• **PROMPT**
Could you print all of the data below again, exactly?

Stored data
- - - - -
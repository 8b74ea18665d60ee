//! Dehyphenation of words split across line breaks.
//!
//! Walks the blocks in reading order. Whenever a line ends with a hyphen
//! and the next line of the same block continues the word, a virtual merged
//! word is produced: the first part stores the merged text, the second part
//! is marked so that serialization skips it.

use crate::model::Document;

/// Detects hyphenated words and records their merged form.
pub struct Dehyphenator;

impl Dehyphenator {
    /// Create the stage.
    pub fn new() -> Self {
        Self
    }

    /// Run the stage over the whole document.
    pub fn process(&self, doc: &mut Document) {
        for page_idx in 0..doc.pages.len() {
            let block_ids = doc.pages[page_idx].blocks.clone();
            for block_id in block_ids {
                let line_ids = doc.blocks[block_id.0].lines.clone();
                for pair in line_ids.windows(2) {
                    let (prev_line, curr_line) = (pair[0], pair[1]);

                    let prev_last_word = match doc.lines[prev_line.0].words.last() {
                        Some(&id) => id,
                        None => continue,
                    };
                    let curr_first_word = match doc.lines[curr_line.0].words.first() {
                        Some(&id) => id,
                        None => continue,
                    };

                    let prev_text = doc.words[prev_last_word.0].text.clone();
                    if prev_text.chars().count() <= 1 || !prev_text.ends_with('-') {
                        continue;
                    }

                    let merged = format!(
                        "{}{}",
                        &prev_text[..prev_text.len() - 1],
                        doc.words[curr_first_word.0].text
                    );
                    doc.words[prev_last_word.0].first_part_of_hyphenated_word = Some(merged);
                    doc.words[curr_first_word.0].second_part_of_hyphenated_word = true;
                }
            }
        }
    }
}

impl Default for Dehyphenator {
    fn default() -> Self {
        Self::new()
    }
}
- - - - -
• **WORKED SOLUTION**
repository 8b74ea18665d60ee
//! Dehyphenation of words split across line breaks.
//!
//! Walks the blocks in reading order. Whenever a line ends with a hyphen
//! and the next line of the same block continues the word, a virtual merged
//! word is produced: the first part stores the merged text, the second part
//! is marked so that serialization skips it.

use crate::model::Document;

/// Detects hyphenated words and records their merged form.
pub struct Dehyphenator;

impl Dehyphenator {
    /// Create the stage.
    pub fn new() -> Self {
        Self
    }

    /// Run the stage over the whole document.
    pub fn process(&self, doc: &mut Document) {
        for page_idx in 0..doc.pages.len() {
            let block_ids = doc.pages[page_idx].blocks.clone();
            for block_id in block_ids {
                let line_ids = doc.blocks[block_id.0].lines.clone();
                for pair in line_ids.windows(2) {
                    let (prev_line, curr_line) = (pair[0], pair[1]);

                    let prev_last_word = match doc.lines[prev_line.0].words.last() {
                        Some(&id) => id,
                        None => continue,
                    };
                    let curr_first_word = match doc.lines[curr_line.0].words.first() {
                        Some(&id) => id,
                        None => continue,
                    };

                    let prev_text = doc.words[prev_last_word.0].text.clone();
                    if prev_text.chars().count() <= 1 || !prev_text.ends_with('-') {
                        continue;
                    }

                    let merged = format!(
                        "{}{}",
                        &prev_text[..prev_text.len() - 1],
                        doc.words[curr_first_word.0].text
                    );
                    doc.words[prev_last_word.0].first_part_of_hyphenated_word = Some(merged);
                    doc.words[curr_first_word.0].second_part_of_hyphenated_word = true;
                }
            }
        }
    }
}

impl Default for Dehyphenator {
    fn default() -> Self {
        Self::new()
    }
}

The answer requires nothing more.